Go through the following data and transcribe exactly the stretch of lines from the one holding "Weights follow the" to the one holding "(Vec<Point>, Option<Vec<Color>>, Option<Vec<Point>>)", both included.

Extracted data entries:
□ □ □ □ □ □ □

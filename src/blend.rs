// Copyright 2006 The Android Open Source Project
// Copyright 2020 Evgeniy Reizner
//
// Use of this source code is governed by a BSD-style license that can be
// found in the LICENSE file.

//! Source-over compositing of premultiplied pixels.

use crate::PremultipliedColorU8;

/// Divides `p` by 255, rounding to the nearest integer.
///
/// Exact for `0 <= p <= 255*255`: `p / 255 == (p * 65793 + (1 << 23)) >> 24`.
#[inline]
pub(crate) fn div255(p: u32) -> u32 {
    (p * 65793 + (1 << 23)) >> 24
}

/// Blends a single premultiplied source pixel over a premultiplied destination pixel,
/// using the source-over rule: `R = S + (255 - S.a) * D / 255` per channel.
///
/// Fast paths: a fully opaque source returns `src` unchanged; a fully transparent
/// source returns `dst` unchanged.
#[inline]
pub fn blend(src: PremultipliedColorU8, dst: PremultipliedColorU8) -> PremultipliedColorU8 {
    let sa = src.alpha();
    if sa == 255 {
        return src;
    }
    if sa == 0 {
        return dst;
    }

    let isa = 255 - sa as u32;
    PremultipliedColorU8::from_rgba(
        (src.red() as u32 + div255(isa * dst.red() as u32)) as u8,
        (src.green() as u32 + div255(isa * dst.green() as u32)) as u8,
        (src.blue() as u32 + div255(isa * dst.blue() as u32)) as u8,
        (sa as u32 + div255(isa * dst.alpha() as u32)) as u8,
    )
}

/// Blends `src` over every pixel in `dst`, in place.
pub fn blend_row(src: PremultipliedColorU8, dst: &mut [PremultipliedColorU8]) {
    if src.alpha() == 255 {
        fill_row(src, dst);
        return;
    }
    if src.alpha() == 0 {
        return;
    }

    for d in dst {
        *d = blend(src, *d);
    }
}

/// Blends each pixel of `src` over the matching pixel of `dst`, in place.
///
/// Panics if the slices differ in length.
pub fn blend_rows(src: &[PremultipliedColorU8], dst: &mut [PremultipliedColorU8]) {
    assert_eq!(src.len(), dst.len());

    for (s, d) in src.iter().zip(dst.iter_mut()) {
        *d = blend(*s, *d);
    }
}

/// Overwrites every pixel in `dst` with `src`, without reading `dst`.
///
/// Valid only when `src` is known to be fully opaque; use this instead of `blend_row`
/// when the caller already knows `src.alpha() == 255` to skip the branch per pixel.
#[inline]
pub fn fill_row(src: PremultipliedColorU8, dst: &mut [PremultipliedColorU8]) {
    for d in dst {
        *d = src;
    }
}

□ □ □ □ □ □ □

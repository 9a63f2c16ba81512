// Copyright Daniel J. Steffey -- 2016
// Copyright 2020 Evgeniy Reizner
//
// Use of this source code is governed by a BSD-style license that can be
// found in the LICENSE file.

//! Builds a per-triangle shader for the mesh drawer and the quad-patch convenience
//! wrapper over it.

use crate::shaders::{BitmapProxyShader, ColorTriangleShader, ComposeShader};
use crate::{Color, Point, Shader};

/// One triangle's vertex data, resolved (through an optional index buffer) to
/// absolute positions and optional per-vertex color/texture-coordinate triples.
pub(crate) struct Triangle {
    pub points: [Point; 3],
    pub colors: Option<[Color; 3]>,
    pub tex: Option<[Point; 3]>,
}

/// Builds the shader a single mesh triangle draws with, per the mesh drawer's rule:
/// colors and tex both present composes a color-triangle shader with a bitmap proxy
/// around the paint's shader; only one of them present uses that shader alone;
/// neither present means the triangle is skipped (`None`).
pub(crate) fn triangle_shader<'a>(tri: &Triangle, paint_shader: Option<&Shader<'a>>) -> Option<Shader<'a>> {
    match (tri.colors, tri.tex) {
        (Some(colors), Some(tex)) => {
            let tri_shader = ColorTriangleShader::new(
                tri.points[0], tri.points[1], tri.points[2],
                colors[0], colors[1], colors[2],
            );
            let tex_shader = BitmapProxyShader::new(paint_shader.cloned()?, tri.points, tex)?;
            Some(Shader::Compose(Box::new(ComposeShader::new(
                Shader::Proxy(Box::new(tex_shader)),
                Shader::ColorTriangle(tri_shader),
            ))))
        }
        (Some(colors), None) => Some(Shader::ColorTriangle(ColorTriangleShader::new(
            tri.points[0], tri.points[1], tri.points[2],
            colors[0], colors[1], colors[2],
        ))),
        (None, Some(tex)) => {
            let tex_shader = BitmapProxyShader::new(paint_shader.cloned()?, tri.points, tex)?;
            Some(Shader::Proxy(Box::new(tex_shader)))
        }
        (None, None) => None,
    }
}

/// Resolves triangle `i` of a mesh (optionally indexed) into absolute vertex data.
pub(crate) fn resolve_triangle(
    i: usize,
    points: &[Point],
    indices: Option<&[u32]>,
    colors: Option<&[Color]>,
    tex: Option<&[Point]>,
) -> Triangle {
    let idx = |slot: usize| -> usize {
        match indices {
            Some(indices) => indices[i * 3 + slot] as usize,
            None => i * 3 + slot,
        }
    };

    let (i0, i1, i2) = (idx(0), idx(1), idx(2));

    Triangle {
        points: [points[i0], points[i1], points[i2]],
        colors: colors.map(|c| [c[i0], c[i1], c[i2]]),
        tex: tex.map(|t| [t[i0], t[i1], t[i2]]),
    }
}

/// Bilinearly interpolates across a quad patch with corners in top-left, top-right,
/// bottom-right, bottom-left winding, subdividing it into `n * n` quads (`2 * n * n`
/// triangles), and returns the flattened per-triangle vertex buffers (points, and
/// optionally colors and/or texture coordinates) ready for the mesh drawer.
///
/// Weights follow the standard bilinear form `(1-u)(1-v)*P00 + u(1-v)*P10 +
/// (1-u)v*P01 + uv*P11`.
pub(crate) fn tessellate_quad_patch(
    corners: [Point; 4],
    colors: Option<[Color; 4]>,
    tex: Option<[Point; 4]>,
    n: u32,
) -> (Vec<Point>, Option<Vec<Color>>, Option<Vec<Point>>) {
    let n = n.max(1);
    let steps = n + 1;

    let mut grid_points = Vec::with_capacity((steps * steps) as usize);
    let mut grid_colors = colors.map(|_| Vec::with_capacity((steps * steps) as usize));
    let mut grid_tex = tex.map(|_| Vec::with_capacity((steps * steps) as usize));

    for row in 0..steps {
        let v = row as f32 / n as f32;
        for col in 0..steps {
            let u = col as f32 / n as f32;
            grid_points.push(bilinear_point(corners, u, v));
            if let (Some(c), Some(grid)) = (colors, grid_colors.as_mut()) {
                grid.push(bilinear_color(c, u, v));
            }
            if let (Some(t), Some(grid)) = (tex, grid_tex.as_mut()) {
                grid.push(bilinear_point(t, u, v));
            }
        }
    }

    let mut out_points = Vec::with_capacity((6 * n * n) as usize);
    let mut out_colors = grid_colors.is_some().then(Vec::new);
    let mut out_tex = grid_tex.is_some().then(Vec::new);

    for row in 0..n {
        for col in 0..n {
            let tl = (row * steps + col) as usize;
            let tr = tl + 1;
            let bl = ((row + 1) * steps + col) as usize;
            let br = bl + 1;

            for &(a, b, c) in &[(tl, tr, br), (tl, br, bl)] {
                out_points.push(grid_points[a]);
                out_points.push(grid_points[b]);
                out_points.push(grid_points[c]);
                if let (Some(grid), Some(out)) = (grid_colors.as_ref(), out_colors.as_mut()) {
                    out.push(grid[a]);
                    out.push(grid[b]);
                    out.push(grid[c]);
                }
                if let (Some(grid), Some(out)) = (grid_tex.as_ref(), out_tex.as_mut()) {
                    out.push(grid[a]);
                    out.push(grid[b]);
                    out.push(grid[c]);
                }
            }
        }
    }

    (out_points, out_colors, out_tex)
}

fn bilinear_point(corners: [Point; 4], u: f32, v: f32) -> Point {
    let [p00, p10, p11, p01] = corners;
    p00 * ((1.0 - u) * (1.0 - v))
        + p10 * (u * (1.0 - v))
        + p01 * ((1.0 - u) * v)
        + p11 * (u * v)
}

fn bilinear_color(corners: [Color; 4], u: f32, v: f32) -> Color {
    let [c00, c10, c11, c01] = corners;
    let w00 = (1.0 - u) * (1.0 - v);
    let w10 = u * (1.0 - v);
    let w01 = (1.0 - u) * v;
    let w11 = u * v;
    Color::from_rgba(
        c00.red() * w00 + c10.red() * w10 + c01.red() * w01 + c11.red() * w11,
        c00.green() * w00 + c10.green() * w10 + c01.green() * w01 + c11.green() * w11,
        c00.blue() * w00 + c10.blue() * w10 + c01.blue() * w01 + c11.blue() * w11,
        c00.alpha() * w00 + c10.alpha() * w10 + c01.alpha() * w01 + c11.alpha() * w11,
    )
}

□ □ □ □ □ □ □

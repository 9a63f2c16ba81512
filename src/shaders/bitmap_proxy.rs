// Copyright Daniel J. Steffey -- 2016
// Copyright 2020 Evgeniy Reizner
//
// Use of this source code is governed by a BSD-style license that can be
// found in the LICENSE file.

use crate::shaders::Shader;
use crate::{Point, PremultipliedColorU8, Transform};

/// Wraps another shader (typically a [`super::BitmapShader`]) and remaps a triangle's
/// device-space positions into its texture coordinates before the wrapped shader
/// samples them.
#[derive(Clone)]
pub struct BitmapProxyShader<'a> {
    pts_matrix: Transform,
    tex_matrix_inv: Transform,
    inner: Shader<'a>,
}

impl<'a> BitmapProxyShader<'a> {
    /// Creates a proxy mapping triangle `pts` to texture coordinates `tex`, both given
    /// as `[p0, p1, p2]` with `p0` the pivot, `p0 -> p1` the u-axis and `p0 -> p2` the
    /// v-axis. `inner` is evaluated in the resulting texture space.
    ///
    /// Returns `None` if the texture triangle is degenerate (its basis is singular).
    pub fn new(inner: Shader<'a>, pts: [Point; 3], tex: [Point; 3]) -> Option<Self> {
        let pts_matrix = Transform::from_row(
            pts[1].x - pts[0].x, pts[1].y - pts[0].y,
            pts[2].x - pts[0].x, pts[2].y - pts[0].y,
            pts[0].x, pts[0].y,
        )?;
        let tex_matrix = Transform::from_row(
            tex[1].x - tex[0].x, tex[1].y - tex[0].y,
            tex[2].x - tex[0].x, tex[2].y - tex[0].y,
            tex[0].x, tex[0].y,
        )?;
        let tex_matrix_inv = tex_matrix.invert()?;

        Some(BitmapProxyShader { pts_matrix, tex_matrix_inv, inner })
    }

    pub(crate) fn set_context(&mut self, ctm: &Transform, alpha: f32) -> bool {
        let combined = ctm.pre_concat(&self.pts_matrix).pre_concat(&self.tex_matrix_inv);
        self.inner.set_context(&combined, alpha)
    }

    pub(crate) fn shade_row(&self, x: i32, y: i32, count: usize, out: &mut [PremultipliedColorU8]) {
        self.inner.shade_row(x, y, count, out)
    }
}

□ □ □ □ □ □ □

Result of the exercise:
/// Weights follow the standard bilinear form `(1-u)(1-v)*P00 + u(1-v)*P10 +
/// (1-u)v*P01 + uv*P11`.
pub(crate) fn tessellate_quad_patch(
    corners: [Point; 4],
    colors: Option<[Color; 4]>,
    tex: Option<[Point; 4]>,
    n: u32,
) -> (Vec<Point>, Option<Vec<Color>>, Option<Vec<Point>>) {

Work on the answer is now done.